* [TASK BRIEF]: What is needed here is an exact transcription of all the entries.

+ + + + +

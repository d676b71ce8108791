//! Wasmtime engine configuration for tool execution.

use std::time::Duration;

use wasmtime::{Config, Engine, OptLevel};

use crate::tools::forge::error::ForgeError;

/// How often the background ticker advances the engine epoch.
const EPOCH_TICK: Duration = Duration::from_millis(10);

/// Resource limits for a single tool call.
#[derive(Debug, Clone)]
pub struct ResourceLimits {
    /// Fuel budget per call (CPU metering).
    pub fuel: u64,
    /// Wall-clock budget per call.
    pub timeout: Duration,
}

impl Default for ResourceLimits {
    fn default() -> Self {
        Self {
            fuel: 10_000_000,
            timeout: Duration::from_secs(30),
        }
    }
}

impl ResourceLimits {
    /// Small budgets for tests: runaway code traps fast.
    pub fn for_testing() -> Self {
        Self {
            fuel: 1_000_000,
            timeout: Duration::from_secs(2),
        }
    }
}

/// The wasmtime engine wrapper shared by materialization and invocation.
///
/// Fuel consumption is the primary CPU budget; epoch interruption is the
/// backup timeout mechanism, advanced by a background ticker thread that
/// exits once the engine is dropped.
pub struct ForgeRuntime {
    engine: Engine,
    limits: ResourceLimits,
}

impl ForgeRuntime {
    pub fn new(limits: ResourceLimits) -> Result<Self, ForgeError> {
        Self::with_opt_level(limits, OptLevel::Speed)
    }

    /// Fast-compiling engine with small budgets, for tests.
    pub fn for_testing() -> Self {
        // OptLevel::None compiles fastest; engine creation with a default
        // config cannot fail in practice, but the error path stays typed.
        Self::with_opt_level(ResourceLimits::for_testing(), OptLevel::None)
            .unwrap_or_else(|e| panic!("test engine construction failed: {e}"))
    }

    fn with_opt_level(limits: ResourceLimits, opt_level: OptLevel) -> Result<Self, ForgeError> {
        let mut config = Config::new();
        config.consume_fuel(true);
        config.epoch_interruption(true);
        config.wasm_threads(false);
        config.cranelift_opt_level(opt_level);
        config.debug_info(false);

        let engine =
            Engine::new(&config).map_err(|e| ForgeError::Engine(format!("{e:#}")))?;

        spawn_epoch_ticker(&engine)?;

        Ok(Self { engine, limits })
    }

    pub fn engine(&self) -> &Engine {
        &self.engine
    }

    pub fn limits(&self) -> &ResourceLimits {
        &self.limits
    }

    /// Epoch deadline applied to each call, in ticks beyond the current
    /// epoch. Slightly above the wall-clock budget so the wall-clock timeout
    /// fires first and the epoch trap only bounds abandoned calls.
    pub(crate) fn deadline_ticks(&self) -> u64 {
        self.limits.timeout.as_millis() as u64 / EPOCH_TICK.as_millis() as u64 + 2
    }
}

impl std::fmt::Debug for ForgeRuntime {
    fn fmt(&self, f: &mut std::fmt::Formatter<'_>) -> std::fmt::Result {
        f.debug_struct("ForgeRuntime")
            .field("limits", &self.limits)
            .finish()
    }
}

/// Advance the engine epoch on a fixed cadence.
///
/// The thread holds only a weak engine handle and exits when the engine is
/// gone, so runtimes created in tests do not accumulate threads.
fn spawn_epoch_ticker(engine: &Engine) -> Result<(), ForgeError> {
    let weak = engine.weak();
    std::thread::Builder::new()
        .name("toolforge-epoch".to_string())
        .spawn(move || {
            while let Some(engine) = weak.upgrade() {
                engine.increment_epoch();
                drop(engine);
                std::thread::sleep(EPOCH_TICK);
            }
        })
        .map_err(|e| ForgeError::Engine(format!("failed to spawn epoch ticker: {e}")))?;
    Ok(())
}
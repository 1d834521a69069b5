use crate::{
    app_state::AppState,
    configuration::{DatabaseSettings, Settings},
    routes::{health_check, subscriptions},
    telemetry::{request_span, RequestUuid},
};
use axum::{serve::Serve, Router};
use sqlx::{postgres::PgPoolOptions, PgPool};
use std::{net::SocketAddr, time::Duration};
use tokio::net::TcpListener;
use tower::ServiceBuilder;
use tower_http::{
    request_id::{PropagateRequestIdLayer, SetRequestIdLayer},
    timeout::TimeoutLayer,
    trace::TraceLayer,
};

const POOL_ACQUIRE_TIMEOUT: Duration = Duration::from_secs(5);
const REQUEST_TIMEOUT: Duration = Duration::from_secs(10);

pub struct Application {
    local_addr: SocketAddr,
    server: Serve<Router, Router>,
}

impl Application {
    pub async fn build(configuration: Settings) -> Result<Self, std::io::Error> {
        let db_pool = get_connection_pool(&configuration.database);

        let address = format!(
            "{}:{}",
            configuration.application.host, configuration.application.port
        );
        let listener = TcpListener::bind(address).await?;
        let local_addr = listener.local_addr()?;

        Ok(Self {
            local_addr,
            server: run(listener, db_pool),
        })
    }

    pub fn local_addr(&self) -> SocketAddr {
        self.local_addr
    }

    pub async fn run_until_stopped(self) -> Result<(), std::io::Error> {
        tracing::info!("Listening on {}", self.local_addr);
        self.server.await
    }
}

pub fn get_connection_pool(configuration: &DatabaseSettings) -> PgPool {
    PgPoolOptions::new()
        .acquire_timeout(POOL_ACQUIRE_TIMEOUT)
        .connect_lazy_with(configuration.with_db())
}

pub fn run(listener: TcpListener, db_pool: PgPool) -> Serve<Router, Router> {
    let api = Router::new()
        .merge(health_check::router())
        .merge(subscriptions::router());

    let app = Router::new()
        .nest("/api/v1", api)
        .layer(
            ServiceBuilder::new()
                .layer(SetRequestIdLayer::x_request_id(RequestUuid))
                .layer(TraceLayer::new_for_http().make_span_with(request_span))
                .layer(PropagateRequestIdLayer::x_request_id())
                .layer(TimeoutLayer::new(REQUEST_TIMEOUT)),
        )
        .with_state(AppState::new(db_pool));

    axum::serve(listener, app)
}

+ + + + +

* [PROBLEM SOLUTION]:
repository d676b71ce8108791
//! Wasmtime engine configuration for tool execution.

use std::time::Duration;

use wasmtime::{Config, Engine, OptLevel};

use crate::tools::forge::error::ForgeError;

/// How often the background ticker advances the engine epoch.
const EPOCH_TICK: Duration = Duration::from_millis(10);

/// Resource limits for a single tool call.
#[derive(Debug, Clone)]
pub struct ResourceLimits {
    /// Fuel budget per call (CPU metering).
    pub fuel: u64,
    /// Wall-clock budget per call.
    pub timeout: Duration,
}

impl Default for ResourceLimits {
    fn default() -> Self {
        Self {
            fuel: 10_000_000,
            timeout: Duration::from_secs(30),
        }
    }
}

impl ResourceLimits {
    /// Small budgets for tests: runaway code traps fast.
    pub fn for_testing() -> Self {
        Self {
            fuel: 1_000_000,
            timeout: Duration::from_secs(2),
        }
    }
}

/// The wasmtime engine wrapper shared by materialization and invocation.
///
/// Fuel consumption is the primary CPU budget; epoch interruption is the
/// backup timeout mechanism, advanced by a background ticker thread that
/// exits once the engine is dropped.
pub struct ForgeRuntime {
    engine: Engine,
    limits: ResourceLimits,
}

impl ForgeRuntime {
    pub fn new(limits: ResourceLimits) -> Result<Self, ForgeError> {
        Self::with_opt_level(limits, OptLevel::Speed)
    }

    /// Fast-compiling engine with small budgets, for tests.
    pub fn for_testing() -> Self {
        // OptLevel::None compiles fastest; engine creation with a default
        // config cannot fail in practice, but the error path stays typed.
        Self::with_opt_level(ResourceLimits::for_testing(), OptLevel::None)
            .unwrap_or_else(|e| panic!("test engine construction failed: {e}"))
    }

    fn with_opt_level(limits: ResourceLimits, opt_level: OptLevel) -> Result<Self, ForgeError> {
        let mut config = Config::new();
        config.consume_fuel(true);
        config.epoch_interruption(true);
        config.wasm_threads(false);
        config.cranelift_opt_level(opt_level);
        config.debug_info(false);

        let engine =
            Engine::new(&config).map_err(|e| ForgeError::Engine(format!("{e:#}")))?;

        spawn_epoch_ticker(&engine)?;

        Ok(Self { engine, limits })
    }

    pub fn engine(&self) -> &Engine {
        &self.engine
    }

    pub fn limits(&self) -> &ResourceLimits {
        &self.limits
    }

    /// Epoch deadline applied to each call, in ticks beyond the current
    /// epoch. Slightly above the wall-clock budget so the wall-clock timeout
    /// fires first and the epoch trap only bounds abandoned calls.
    pub(crate) fn deadline_ticks(&self) -> u64 {
        self.limits.timeout.as_millis() as u64 / EPOCH_TICK.as_millis() as u64 + 2
    }
}

impl std::fmt::Debug for ForgeRuntime {
    fn fmt(&self, f: &mut std::fmt::Formatter<'_>) -> std::fmt::Result {
        f.debug_struct("ForgeRuntime")
            .field("limits", &self.limits)
            .finish()
    }
}

/// Advance the engine epoch on a fixed cadence.
///
/// The thread holds only a weak engine handle and exits when the engine is
/// gone, so runtimes created in tests do not accumulate threads.
fn spawn_epoch_ticker(engine: &Engine) -> Result<(), ForgeError> {
    let weak = engine.weak();
    std::thread::Builder::new()
        .name("toolforge-epoch".to_string())
        .spawn(move || {
            while let Some(engine) = weak.upgrade() {
                engine.increment_epoch();
                drop(engine);
                std::thread::sleep(EPOCH_TICK);
            }
        })
        .map_err(|e| ForgeError::Engine(format!("failed to spawn epoch ticker: {e}")))?;
    Ok(())
}
repository 1d834521a69069b5
use crate::{
    app_state::AppState,
    configuration::{DatabaseSettings, Settings},
    routes::{health_check, subscriptions},
    telemetry::{request_span, RequestUuid},
};
use axum::{serve::Serve, Router};
use sqlx::{postgres::PgPoolOptions, PgPool};
use std::{net::SocketAddr, time::Duration};
use tokio::net::TcpListener;
use tower::ServiceBuilder;
use tower_http::{
    request_id::{PropagateRequestIdLayer, SetRequestIdLayer},
    timeout::TimeoutLayer,
    trace::TraceLayer,
};

const POOL_ACQUIRE_TIMEOUT: Duration = Duration::from_secs(5);
const REQUEST_TIMEOUT: Duration = Duration::from_secs(10);

pub struct Application {
    local_addr: SocketAddr,
    server: Serve<Router, Router>,
}

impl Application {
    pub async fn build(configuration: Settings) -> Result<Self, std::io::Error> {
        let db_pool = get_connection_pool(&configuration.database);

        let address = format!(
            "{}:{}",
            configuration.application.host, configuration.application.port
        );
        let listener = TcpListener::bind(address).await?;
        let local_addr = listener.local_addr()?;

        Ok(Self {
            local_addr,
            server: run(listener, db_pool),
        })
    }

    pub fn local_addr(&self) -> SocketAddr {
        self.local_addr
    }

    pub async fn run_until_stopped(self) -> Result<(), std::io::Error> {
        tracing::info!("Listening on {}", self.local_addr);
        self.server.await
    }
}

pub fn get_connection_pool(configuration: &DatabaseSettings) -> PgPool {
    PgPoolOptions::new()
        .acquire_timeout(POOL_ACQUIRE_TIMEOUT)
        .connect_lazy_with(configuration.with_db())
}

pub fn run(listener: TcpListener, db_pool: PgPool) -> Serve<Router, Router> {
    let api = Router::new()
        .merge(health_check::router())
        .merge(subscriptions::router());

    let app = Router::new()
        .nest("/api/v1", api)
        .layer(
            ServiceBuilder::new()
                .layer(SetRequestIdLayer::x_request_id(RequestUuid))
                .layer(TraceLayer::new_for_http().make_span_with(request_span))
                .layer(PropagateRequestIdLayer::x_request_id())
                .layer(TimeoutLayer::new(REQUEST_TIMEOUT)),
        )
        .with_state(AppState::new(db_pool));

    axum::serve(listener, app)
}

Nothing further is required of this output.